Rebecca was walking with Doug, and I heard her say, “It’ll rain hard, but not for long.” The dogs didn’t seem to believe this. They were whining and crying like it was never going to stop. I still had the uneaten fish wrapped in paper, stuffed in my pocket. I thought it might make the dogs feel a little better. One of them, anyway. So while everyone else headed back inside, I walked through our campsite towards the doghouses. It was raining harder now, but the dogs forgot that and charged at me just as they had earlier in the day. I stopped walking in plenty of time, took the sturgeon out, and tossed it to Chinook. “There you go, boy,” I said as he snatched it from the air. Since the pickerel had bones, I threw it in the river. I wasn’t sure the dogs should have that and I didn’t wish them any harm.
Inside, Faye had a fire going. She had shifted her chair close to it and changed the angle so she got the heat. She faced the center of the room straight on instead of looking at it out of the corner of her eye.
The room was friendly and comforting. Bish, Phil, and Ian had a game of Monopoly going at the big dining table. Jerry and Paul were playing cribbage. It was like being at a cottage or a more conventional summer camp. Mr. Walker had joined Nick in smoking a pipe, and the aroma from the two briers was pleasant, an exotic spiciness that smelt of adventure.
Mr. Walker and Nick sat side by side in two bentwood rockers. Mr. Walker was asking the kind of questions you’d expect of a teacher. Where did Rebecca go to school? How did they get supplies in the winter? How had he seen the trapping business change over the years? I was half-listening to that conversation, enough to know that Rebecca spent her winters in town going to school but that she wasn’t going back in the fall. Nick said this in a way that indicated there had been some trouble, and I wondered if it had to do with low grades or lack of interest. Doug’s grades didn’t tend to be great, either. From year to year he just scraped by, and maybe that was something he and Rebecca had found in common.
Nick was saying that when the river froze twelve feet deep you could trek along it if need be. He tried to do that as little as possible, preferring to rely on his own devices.
“I guess you must not mind not seeing many people most of the year,” Mr. Walker was saying.
Nick laughed. “You’d be surprised how much coming and going there is through the woods. There’s too much company sometimes. Other times you get starved for it.”
Faye kept working, glancing at the Monopoly players, at her daughter, and at Doug. Rick was sitting by Rebecca, too. He was trying to talk with her in the serious way he had, but Doug kept making jokes. Doug could take just about anything that anyone said and make a joke out of it. Every time he did, Rebecca would turn away from Rick and look at him. Rick was persistent. He’d try a different tack and it would just start to look like Rebecca was getting interested when Doug would make another wisecrack and she’d switch her attention back to him. It was too bad, because Rick often had interesting things to say.

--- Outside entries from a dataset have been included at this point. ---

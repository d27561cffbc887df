//! Conversation memory module.
//!
//! This module contains the per-conversation memory model: keyed data items,
//! the steps that hold them, and the history that moves steps between the
//! current slot, the previous steps and the redo cache.
//!
//! # Module Structure
//!
//! - `data`: keyed, timestamped payloads (`Data`)
//! - `step`: one turn's data store and output groups (`ConversationStep`, `ConversationOutput`)
//! - `stack`: read-only cross-step queries (`ConversationStepStack`)
//! - `conversation`: the history with undo/redo (`ConversationMemory`)
//! - `state`: lifecycle tag (`ConversationState`)

mod conversation;
mod data;
mod stack;
mod state;
mod step;

#[cfg(test)]
mod proptests;

pub use conversation::ConversationMemory;
pub use data::{Data, KEY_SEPARATOR, join_key};
pub use stack::ConversationStepStack;
pub use state::ConversationState;
pub use step::{ConversationOutput, ConversationStep};
//! Property-based tests for conversation history transitions
//!
//! These tests verify the step-ownership invariants hold across arbitrary
//! sequences of advance/undo/redo operations.

use super::*;
use proptest::prelude::*;

#[derive(Debug, Clone, Copy)]
enum HistoryOp {
    Advance,
    Undo,
    Redo,
}

fn arb_history_op() -> impl Strategy<Value = HistoryOp> {
    prop_oneof![
        3 => Just(HistoryOp::Advance),
        2 => Just(HistoryOp::Undo),
        1 => Just(HistoryOp::Redo),
    ]
}

/// Tags every step with a unique id so steps can be tracked across moves.
fn apply(memory: &mut ConversationMemory, op: HistoryOp, next_id: &mut u64) -> bool {
    match op {
        HistoryOp::Advance => {
            let step = memory.start_next_step();
            step.store_data(Data::new("id", *next_id));
            *next_id += 1;
            true
        }
        HistoryOp::Undo => memory.undo_last_step().is_ok(),
        HistoryOp::Redo => memory.redo_last_step().is_ok(),
    }
}

fn step_id(step: &ConversationStep) -> Option<u64> {
    step.get_data("id").and_then(|d| d.result.as_u64())
}

proptest! {
    #[test]
    fn prop_size_tracks_advances(advances in 0usize..40) {
        let mut memory = ConversationMemory::with_id("c", "b", 1);
        for _ in 0..advances {
            memory.start_next_step();
        }
        prop_assert_eq!(memory.size(), advances + 1);
        prop_assert_eq!(memory.all_steps().size(), advances + 1);
    }

    #[test]
    fn prop_size_invariant_holds(ops in prop::collection::vec(arb_history_op(), 0..60)) {
        let mut memory = ConversationMemory::with_id("c", "b", 1);
        let mut next_id = 1;
        for op in ops {
            let undo_before = memory.is_undo_available();
            let redo_before = memory.is_redo_available();
            let applied = apply(&mut memory, op, &mut next_id);

            match op {
                HistoryOp::Undo => prop_assert_eq!(applied, undo_before),
                HistoryOp::Redo => prop_assert_eq!(applied, redo_before),
                HistoryOp::Advance => prop_assert!(!memory.is_redo_available()),
            }
            prop_assert_eq!(memory.size(), memory.previous_steps().size() + 1);
            prop_assert_eq!(memory.all_steps().size(), memory.size());
        }
    }

    #[test]
    fn prop_steps_live_in_exactly_one_place(ops in prop::collection::vec(arb_history_op(), 0..60)) {
        let mut memory = ConversationMemory::with_id("c", "b", 1);
        memory.current_step_mut().store_data(Data::new("id", 0u64));
        let mut next_id = 1;
        for op in ops {
            apply(&mut memory, op, &mut next_id);
        }

        let mut seen: Vec<u64> = memory.all_steps().iter().filter_map(step_id).collect();
        let total = seen.len() + memory.redo_cache_size();
        seen.sort_unstable();
        seen.dedup();
        prop_assert_eq!(seen.len(), memory.size());
        prop_assert!(total <= next_id as usize);
    }

    #[test]
    fn prop_undo_redo_pair_is_identity(advances in 1usize..20) {
        let mut memory = ConversationMemory::with_id("c", "b", 1);
        let mut next_id = 1;
        for _ in 0..advances {
            apply(&mut memory, HistoryOp::Advance, &mut next_id);
        }
        let current = memory.current_step().clone();
        let previous = memory.previous_steps().size();
        let redo = memory.redo_cache_size();

        memory.undo_last_step().unwrap();
        memory.redo_last_step().unwrap();

        prop_assert_eq!(memory.current_step(), &current);
        prop_assert_eq!(memory.previous_steps().size(), previous);
        prop_assert_eq!(memory.redo_cache_size(), redo);
    }
}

After a while, Rick stood up, walked over to Faye, and asked her about the snowshoes. She uttered a few grudging words, but then, as Rick expressed more interest, she relaxed. He sat beside her and she showed him what she was doing. Rebecca giggled with Doug.
Rick was the kind of guy that mothers loved. I’d hear it all the time from my own mother: “Rick is such a nice boy. He’s so polite.” He always knew what to say, and he asked questions as if he meant them. Doug, on the other hand, was the kind mothers barely tolerated. It was clear which of the two they’d rather you chum around with.
It was interesting to watch Rick and Faye. She explained technique and demonstrated it, and you knew Rick was taking it all in. However, they didn’t seem to be looking at one another entirely. Both of them were spending just as much time watching Rebecca and Doug.
About that point I went to use the outhouse. When I came back, Rick was talking to Faye about the dogs.
“Are they really as fierce as they seem?” he asked. “Is there some trick to managing them?”
I didn’t hear Faye’s answer, but she can’t have told him much. By the time I got back to my chair, she had finished talking. I have no idea how much about handling those dogs Rick learned in a few seconds. He picked things up fast, though. Anyway, he was on to another question and I distracted myself by thinking about apple pie with ice cream and a large glass of milk.